From the entries below, reproduce exactly the line containing "config.max_iterations = max_iterations;", the line containing "the async executor.", and every line in between, with nothing added.

━━━ Given records

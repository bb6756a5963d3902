//! HTTP route handlers.

use axum::{
    Json, Router,
    extract::State,
    http::StatusCode,
    response::{IntoResponse, Response},
    routing::{get, post},
};
use tower_http::trace::TraceLayer;
use tracing::{error, warn};

use crate::constraints::{ConstraintError, ConstraintRegistry};
use crate::detect::{Conflict, detect_conflicts};
use crate::repair::{RepairError, Repairer};
use crate::scenario::compare_to_baseline;
use crate::timetable::{Timetable, TimetableError};

use super::dto::*;
use super::state::AppState;

/// Create the application router.
pub fn create_router(state: AppState) -> Router {
    Router::new()
        .route("/health", get(health))
        .route("/topology", get(topology))
        .route("/conflicts/detect", post(detect))
        .route("/schedule/repair", post(repair))
        .route("/scenarios/evaluate", post(evaluate))
        .layer(TraceLayer::new_for_http())
        .with_state(state)
}

/// Health check endpoint.
async fn health() -> &'static str {
    "ok"
}

/// Summary of the loaded network.
async fn topology(State(state): State<AppState>) -> Json<TopologyResponse> {
    Json(TopologyResponse::from_graph(&state.topology))
}

/// Validate a request into a timetable and constraint registry.
fn prepare(
    state: &AppState,
    req: TimetableRequest,
) -> Result<(Timetable, ConstraintRegistry), AppError> {
    let policy = req.dwell_policy.unwrap_or(state.dwell);
    let timetable = Timetable::build(&state.topology, req.trains, req.events, &policy)?;
    let registry = ConstraintRegistry::new(&state.topology, req.constraints)?;
    Ok((timetable, registry))
}

/// Detect conflicts in a timetable.
async fn detect(
    State(state): State<AppState>,
    Json(req): Json<TimetableRequest>,
) -> Result<Json<DetectResponse>, AppError> {
    let response = blocking(move || {
        let (timetable, registry) = prepare(&state, req)?;
        let topology = &state.topology;

        let conflicts = detect_conflicts(topology, &registry, &timetable);
        let warnings = timetable
            .occupancy_intervals(topology)
            .rejected
            .iter()
            .map(ToString::to_string)
            .collect();

        Ok(DetectResponse {
            conflicts,
            warnings,
        })
    })
    .await?;

    Ok(Json(response))
}

/// Repair a timetable; 422 with the residual conflicts when impossible.
async fn repair(
    State(state): State<AppState>,
    Json(req): Json<RepairRequest>,
) -> Result<Json<RepairResponse>, AppError> {
    let response = blocking(move || {
        let mut config = (*state.repair).clone();
        if let Some(max_iterations) = req.max_iterations {
            config.max_iterations = max_iterations;
        }
        let (timetable, registry) = prepare(&state, req.timetable)?;
        let topology = &state.topology;

        let outcome = Repairer::new(topology, &registry, config).repair(&timetable)?;
        Ok(RepairResponse::from_outcome(&outcome, topology))
    })
    .await?;

    Ok(Json(response))
}

/// Evaluate a baseline scenario and its variants.
async fn evaluate(
    State(state): State<AppState>,
    Json(req): Json<EvaluateRequest>,
) -> Json<EvaluateResponse> {
    let results = state
        .scenario_evaluator()
        .evaluate_all(req.baseline, req.variants)
        .await;
    let deltas = compare_to_baseline(&results);

    Json(EvaluateResponse { results, deltas })
}

/// Run CPU-bound work off the async executor.
async fn blocking<F, T>(work: F) -> Result<T, AppError>
where
    F: FnOnce() -> Result<T, AppError> + Send + 'static,
    T: Send + 'static,
{
    tokio::task::spawn_blocking(work)
        .await
        .map_err(|e| AppError::Internal {
            message: format!("worker failed: {e}"),
        })?
}

/// Application error type.
#[derive(Debug)]
pub enum AppError {
    BadRequest {
        message: String,
    },
    Unprocessable {
        message: String,
        iterations: usize,
        residual: Vec<Conflict>,
    },
    Internal {
        message: String,
    },
}

impl From<TimetableError> for AppError {
    fn from(e: TimetableError) -> Self {
        AppError::BadRequest {
            message: e.to_string(),
        }
    }
}

impl From<ConstraintError> for AppError {
    fn from(e: ConstraintError) -> Self {
        AppError::BadRequest {
            message: e.to_string(),
        }
    }
}

impl From<RepairError> for AppError {
    fn from(e: RepairError) -> Self {
        let message = e.to_string();
        match e {
            RepairError::OptimizationInfeasible {
                residual,
                iterations,
            } => AppError::Unprocessable {
                message,
                iterations,
                residual,
            },
            RepairError::Cancelled => AppError::Internal { message },
        }
    }
}

impl IntoResponse for AppError {
    fn into_response(self) -> Response {
        match self {
            AppError::BadRequest { message } => {
                warn!(status = %StatusCode::BAD_REQUEST, %message, "Rejected request");
                (StatusCode::BAD_REQUEST, Json(ErrorResponse { error: message })).into_response()
            }
            AppError::Unprocessable {
                message,
                iterations,
                residual,
            } => {
                warn!(residual = residual.len(), %message, "Repair infeasible");
                let body = InfeasibleResponse {
                    error: message,
                    iterations,
                    residual,
                };
                (StatusCode::UNPROCESSABLE_ENTITY, Json(body)).into_response()
            }
            AppError::Internal { message } => {
                error!(%message, "Request failed");
                (
                    StatusCode::INTERNAL_SERVER_ERROR,
                    Json(ErrorResponse { error: message }),
                )
                    .into_response()
            }
        }
    }
}

#[cfg(test)]
mod tests {
    use super::*;
    use crate::config::EngineConfig;
    use crate::fixtures::{self, arrival, train};
    use crate::scenario::{Scenario, ScenarioOutcome};

    fn state() -> AppState {
        AppState::new(fixtures::topology(), &EngineConfig::default())
    }

    fn seed_request() -> TimetableRequest {
        TimetableRequest {
            trains: fixtures::seed_trains(),
            events: fixtures::seed_records(),
            constraints: fixtures::seed_constraints(),
            dwell_policy: None,
        }
    }

    fn overlap_request() -> TimetableRequest {
        TimetableRequest {
            trains: vec![train("A", 1, 200.0), train("B", 2, 200.0)],
            events: vec![
                arrival("A", "E1", "S2", "S2P1", "08:20", 300, 60, 300),
                arrival("B", "E1", "S2", "S2P1", "08:22", 300, 60, 300),
            ],
            constraints: Vec::new(),
            dwell_policy: None,
        }
    }

    #[tokio::test]
    async fn health_is_ok() {
        assert_eq!(health().await, "ok");
    }

    #[tokio::test]
    async fn topology_lists_network() {
        let Json(summary) = topology(State(state())).await;
        assert_eq!(summary.stations.len(), 3);
        assert_eq!(summary.segments.len(), 2);
    }

    #[tokio::test]
    async fn detect_reports_seed_conflicts() {
        let Json(response) = detect(State(state()), Json(seed_request()))
            .await
            .unwrap();
        assert_eq!(response.conflicts.len(), 3);
        assert_eq!(response.warnings.len(), 2);
    }

    #[tokio::test]
    async fn detect_rejects_unknown_platform() {
        let mut req = overlap_request();
        req.events[0].platform_id = crate::domain::PlatformId::parse("S2P9").unwrap();

        let err = detect(State(state()), Json(req)).await.unwrap_err();
        assert!(matches!(err, AppError::BadRequest { .. }));
        assert_eq!(err.into_response().status(), StatusCode::BAD_REQUEST);
    }

    #[tokio::test]
    async fn repair_returns_moves() {
        let req = RepairRequest {
            timetable: overlap_request(),
            max_iterations: None,
        };
        let Json(response) = repair(State(state()), Json(req)).await.unwrap();
        assert_eq!(response.moves.len(), 1);
        assert_eq!(response.version, 1);
        assert_eq!(response.events.len(), 2);
    }

    #[tokio::test]
    async fn infeasible_repair_is_unprocessable() {
        let req = RepairRequest {
            timetable: seed_request(),
            max_iterations: None,
        };
        let err = repair(State(state()), Json(req)).await.unwrap_err();
        match &err {
            AppError::Unprocessable { residual, .. } => assert!(!residual.is_empty()),
            other => panic!("expected Unprocessable, got {other:?}"),
        }
        assert_eq!(err.into_response().status(), StatusCode::UNPROCESSABLE_ENTITY);
    }

    #[tokio::test]
    async fn evaluate_returns_results_and_deltas() {
        let TimetableRequest {
            trains,
            events,
            constraints,
            ..
        } = overlap_request();
        let baseline = Scenario::new("baseline", trains, events, constraints);
        let req = EvaluateRequest {
            variants: vec![baseline.variant("copy")],
            baseline,
        };

        let Json(response) = evaluate(State(state()), Json(req)).await;
        assert_eq!(response.results.len(), 2);
        assert_eq!(response.results[0].outcome, ScenarioOutcome::Repaired);
        assert_eq!(response.deltas.len(), 1);
        assert_eq!(response.deltas[0].name, "copy");
    }

    #[test]
    fn cancelled_repair_is_internal() {
        let err = AppError::from(RepairError::Cancelled);
        assert_eq!(err.into_response().status(), StatusCode::INTERNAL_SERVER_ERROR);
    }
}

━━━━━━

» **Completed task**
            config.max_iterations = max_iterations;
        }
        let (timetable, registry) = prepare(&state, req.timetable)?;
        let topology = &state.topology;

        let outcome = Repairer::new(topology, &registry, config).repair(&timetable)?;
        Ok(RepairResponse::from_outcome(&outcome, topology))
    })
    .await?;

    Ok(Json(response))
}

/// Evaluate a baseline scenario and its variants.
async fn evaluate(
    State(state): State<AppState>,
    Json(req): Json<EvaluateRequest>,
) -> Json<EvaluateResponse> {
    let results = state
        .scenario_evaluator()
        .evaluate_all(req.baseline, req.variants)
        .await;
    let deltas = compare_to_baseline(&results);

    Json(EvaluateResponse { results, deltas })
}

/// Run CPU-bound work off the async executor.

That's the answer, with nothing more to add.